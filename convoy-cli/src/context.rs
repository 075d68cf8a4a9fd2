//! Wiring of the in-process orchestrator

use anyhow::{Context as _, Result};
use convoy_orchestrator::repository::{PgMachineStateRepository, PgTaskRepository};
use convoy_orchestrator::{InventoryFile, Orchestrator, db};
use convoy_ssh::SshExecutor;
use std::sync::Arc;
use tracing::debug;

use crate::config::Config;

/// Orchestrator plus the inventory it resolves ids against
pub struct Context {
    pub orchestrator: Orchestrator,
    pub inventory: Arc<InventoryFile>,
}

impl Context {
    /// Loads the inventory, connects to the ledger and builds the orchestrator
    pub async fn connect(config: &Config) -> Result<Self> {
        let mut settings = convoy_orchestrator::Config::from_env()?;
        settings.database_url = config.database_url.clone();
        settings.validate()?;

        let inventory = InventoryFile::load(&config.inventory)
            .await
            .with_context(|| format!("Failed to load inventory {}", config.inventory.display()))?;
        let inventory = Arc::new(inventory);

        let pool = db::create_pool(&settings.database_url)
            .await
            .context("Failed to connect to the task ledger")?;
        db::run_migrations(&pool)
            .await
            .context("Failed to run database migrations")?;
        debug!("Task ledger ready");

        let orchestrator = Orchestrator::new(
            settings.clone(),
            Arc::new(SshExecutor::new(settings.ssh_config())),
            inventory.clone(),
            Arc::new(PgTaskRepository::new(pool.clone())),
            Arc::new(PgMachineStateRepository::new(pool)),
        );

        Ok(Self {
            orchestrator,
            inventory,
        })
    }
}
#[cfg(test)]
mod tests {
    use super::*;
    use convoy_core::domain::pipeline::ConfigUpdate;

    fn pipeline() -> PipelineInstance {
        PipelineInstance {
            id: 7,
            name: "nginx-access".to_string(),
            module: "nginx".to_string(),
            package_path: "/srv/packages/logstash-8.12.tar.gz".to_string(),
            config_content: "input {}".to_string(),
            jvm_options: None,
            system_config: None,
            deploy_path: None,
        }
    }

    #[test]
    fn test_initialize_plan_includes_optional_steps() {
        let mut pipeline = pipeline();
        assert_eq!(
            plan(OperationKind::Initialize, &pipeline),
            vec![
                StepKind::CreateRemoteDir,
                StepKind::UploadPackage,
                StepKind::ExtractPackage,
                StepKind::CreateConfig
            ]
        );

        pipeline.jvm_options = Some("-Xmx1g".to_string());
        pipeline.system_config = Some("  ".to_string());
        let steps = plan(OperationKind::Initialize, &pipeline);
        assert_eq!(steps.last(), Some(&StepKind::UpdateJvmOptions));
        assert_eq!(steps.len(), 5);
    }

    #[test]
    fn test_other_plans() {
        let pipeline = pipeline();
        assert_eq!(
            plan(OperationKind::Start, &pipeline),
            vec![StepKind::StartProcess, StepKind::VerifyProcess]
        );
        assert_eq!(plan(OperationKind::Stop, &pipeline), vec![StepKind::StopProcess]);
        assert_eq!(
            plan(OperationKind::DeleteDirectory, &pipeline),
            vec![StepKind::DeleteDirectory]
        );
        assert_eq!(
            plan(OperationKind::ForceStop, &pipeline),
            vec![StepKind::ForceStopProcess]
        );
        assert_eq!(
            plan(OperationKind::RefreshConfig, &pipeline),
            vec![StepKind::RefreshConfig]
        );
    }

    #[test]
    fn test_update_plan_follows_supplied_files() {
        let pipeline = pipeline();

        let update = ConfigUpdate {
            system_config: Some("pipeline.workers: 4".to_string()),
            ..Default::default()
        };
        assert_eq!(
            plan(OperationKind::UpdateConfig, &update.staged(&pipeline)),
            vec![StepKind::UpdateSystemConfig]
        );

        let update = ConfigUpdate {
            config_content: Some("input { beats {} }".to_string()),
            jvm_options: Some("-Xmx1g".to_string()),
            system_config: None,
        };
        assert_eq!(
            plan(OperationKind::UpdateConfig, &update.staged(&pipeline)),
            vec![StepKind::UpdateMainConfig, StepKind::UpdateJvmOptions]
        );
    }

    #[test]
    fn test_force_stop_skips_grace_period() {
        let layout = DeployLayout::resolve(&pipeline(), "convoy", "ops").unwrap();
        let command = layout.force_stop_process(Some("4242"));
        assert!(command.contains("pid='4242'"));
        assert!(command.contains("kill -9 \"$pid\""));
        assert!(!command.contains("kill \"$pid\""));
        assert!(command.contains("rm -f '/home/ops/convoy/nginx-7/logstash-7.pid'"));
    }

    #[test]
    fn test_layout_paths() {
        let layout = DeployLayout::resolve(&pipeline(), "convoy", "ops").unwrap();
        assert_eq!(layout.dir(), "/home/ops/convoy/nginx-7");
        assert_eq!(layout.package_path(), "/home/ops/convoy/nginx-7/logstash-8.12.tar.gz");
        assert_eq!(layout.pid_file(), "/home/ops/convoy/nginx-7/logstash-7.pid");
        assert_eq!(
            layout.pipeline_config_path(),
            "/home/ops/convoy/nginx-7/config/pipeline-7.conf"
        );
    }

    #[test]
    fn test_layout_rejects_dangerous_directories() {
        let mut pipeline = pipeline();
        for path in ["/", "/opt", "relative/dir", "/opt/../etc"] {
            pipeline.deploy_path = Some(path.to_string());
            assert!(
                DeployLayout::resolve(&pipeline, "convoy", "ops").is_err(),
                "{} should be rejected",
                path
            );
        }

        pipeline.deploy_path = Some("/opt/logstash/nginx".to_string());
        assert!(DeployLayout::resolve(&pipeline, "convoy", "ops").is_ok());
    }

    #[test]
    fn test_quote_escapes_single_quotes() {
        assert_eq!(quote("plain"), "'plain'");
        assert_eq!(quote("it's"), r"'it'\''s'");
    }

    #[test]
    fn test_create_dir_cleans_first() {
        let layout = DeployLayout::resolve(&pipeline(), "/opt/convoy", "ops").unwrap();
        let command = layout.create_dir();
        let rm = command.find("rm -rf").unwrap();
        let mkdir = command.find("mkdir -p").unwrap();
        assert!(rm < mkdir);
        assert!(command.contains("'/opt/convoy/nginx-7'"));
    }

    #[test]
    fn test_stop_uses_known_pid_as_fallback() {
        let layout = DeployLayout::resolve(&pipeline(), "convoy", "ops").unwrap();
        let command = layout.stop_process(Some("4242"), Duration::from_secs(15));
        assert!(command.contains("pid='4242'"));
        assert!(command.contains("[ $i -lt 15 ]"));
        assert!(command.contains("kill -9"));

        let command = layout.stop_process(Some("42; rm -rf /"), Duration::from_secs(15));
        assert!(command.contains("pid=''"));
    }

    #[test]
    fn test_launcher_records_pid() {
        let layout = DeployLayout::resolve(&pipeline(), "convoy", "ops").unwrap();
        let script = layout.launcher_script();
        assert!(script.starts_with("#!/bin/sh\n"));
        assert!(script.contains("nohup ./bin/logstash -f '/home/ops/convoy/nginx-7/config/pipeline-7.conf'"));
        assert!(script.contains("echo $! > '/home/ops/convoy/nginx-7/logstash-7.pid'"));
    }

    #[test]
    fn test_is_pid() {
        assert!(is_pid("4242"));
        assert!(!is_pid(""));
        assert!(!is_pid("12a"));
    }
}
//! Task DTOs
//!
//! Views of a task and its steps grouped per machine.

use chrono::{DateTime, Utc};
use serde::{Deserialize, Serialize};
use std::collections::BTreeMap;
use uuid::Uuid;

use crate::MachineId;
use crate::domain::lifecycle::OperationKind;
use crate::domain::task::{MachineOutcome, StepStatus, Task, TaskStatus, TaskStep};

/// A task together with all of its steps
#[derive(Debug, Clone, Serialize, Deserialize)]
pub struct TaskDetail {
    pub task: Task,

    /// Steps grouped by machine, each group in execution order
    pub machines: Vec<MachineSteps>,

    /// Step counts across all machines
    pub stats: StepStats,
}

impl TaskDetail {
    pub fn new(task: Task, steps: Vec<TaskStep>) -> Self {
        let stats = StepStats::from_steps(&steps);

        let mut grouped: BTreeMap<MachineId, Vec<TaskStep>> = BTreeMap::new();
        for step in steps {
            grouped.entry(step.machine_id).or_default().push(step);
        }

        let machines = grouped
            .into_iter()
            .map(|(machine_id, mut steps)| {
                steps.sort_by_key(|s| s.sequence);
                let outcome = MachineOutcome::of(&steps);
                MachineSteps {
                    machine_id,
                    outcome,
                    steps,
                }
            })
            .collect();

        Self {
            task,
            machines,
            stats,
        }
    }

    /// Steps of one machine, in execution order
    pub fn steps_for(&self, machine_id: MachineId) -> &[TaskStep] {
        self.machines
            .iter()
            .find(|m| m.machine_id == machine_id)
            .map(|m| m.steps.as_slice())
            .unwrap_or(&[])
    }

    pub fn all_steps(&self) -> impl Iterator<Item = &TaskStep> {
        self.machines.iter().flat_map(|m| m.steps.iter())
    }
}

/// One machine's ordered step sequence within a task
#[derive(Debug, Clone, Serialize, Deserialize)]
pub struct MachineSteps {
    pub machine_id: MachineId,
    pub outcome: MachineOutcome,
    pub steps: Vec<TaskStep>,
}

/// Per-status step counts
#[derive(Debug, Clone, Copy, Default, PartialEq, Eq, Serialize, Deserialize)]
pub struct StepStats {
    pub pending: usize,
    pub running: usize,
    pub success: usize,
    pub failed: usize,
    pub skipped: usize,
}

impl StepStats {
    pub fn from_steps<'a>(steps: impl IntoIterator<Item = &'a TaskStep>) -> Self {
        let mut stats = StepStats::default();
        for step in steps {
            match step.status {
                StepStatus::Pending => stats.pending += 1,
                StepStatus::Running => stats.running += 1,
                StepStatus::Success => stats.success += 1,
                StepStatus::Failed => stats.failed += 1,
                StepStatus::Skipped => stats.skipped += 1,
            }
        }
        stats
    }

    pub fn total(&self) -> usize {
        self.pending + self.running + self.success + self.failed + self.skipped
    }
}

/// Summary information about a task
#[derive(Debug, Clone, Serialize, Deserialize)]
pub struct TaskSummary {
    pub id: Uuid,
    pub operation: OperationKind,
    pub status: TaskStatus,
    pub created_at: DateTime<Utc>,
    pub finished_at: Option<DateTime<Utc>>,
}

impl From<&Task> for TaskSummary {
    fn from(task: &Task) -> Self {
        TaskSummary {
            id: task.id,
            operation: task.operation,
            status: task.status,
            created_at: task.created_at,
            finished_at: task.finished_at,
        }
    }
}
........
• **Work item**: From the data above, reproduce word for word the lines running from the line with "for path in" to the line with "assert!(rm < mkdir);", ends included.

• **Completed task**:
        for path in ["/", "/opt", "relative/dir", "/opt/../etc"] {
            pipeline.deploy_path = Some(path.to_string());
            assert!(
                DeployLayout::resolve(&pipeline, "convoy", "ops").is_err(),
                "{} should be rejected",
                path
            );
        }

        pipeline.deploy_path = Some("/opt/logstash/nginx".to_string());
        assert!(DeployLayout::resolve(&pipeline, "convoy", "ops").is_ok());
    }

    #[test]
    fn test_quote_escapes_single_quotes() {
        assert_eq!(quote("plain"), "'plain'");
        assert_eq!(quote("it's"), r"'it'\''s'");
    }

    #[test]
    fn test_create_dir_cleans_first() {
        let layout = DeployLayout::resolve(&pipeline(), "/opt/convoy", "ops").unwrap();
        let command = layout.create_dir();
        let rm = command.find("rm -rf").unwrap();
        let mkdir = command.find("mkdir -p").unwrap();
        assert!(rm < mkdir);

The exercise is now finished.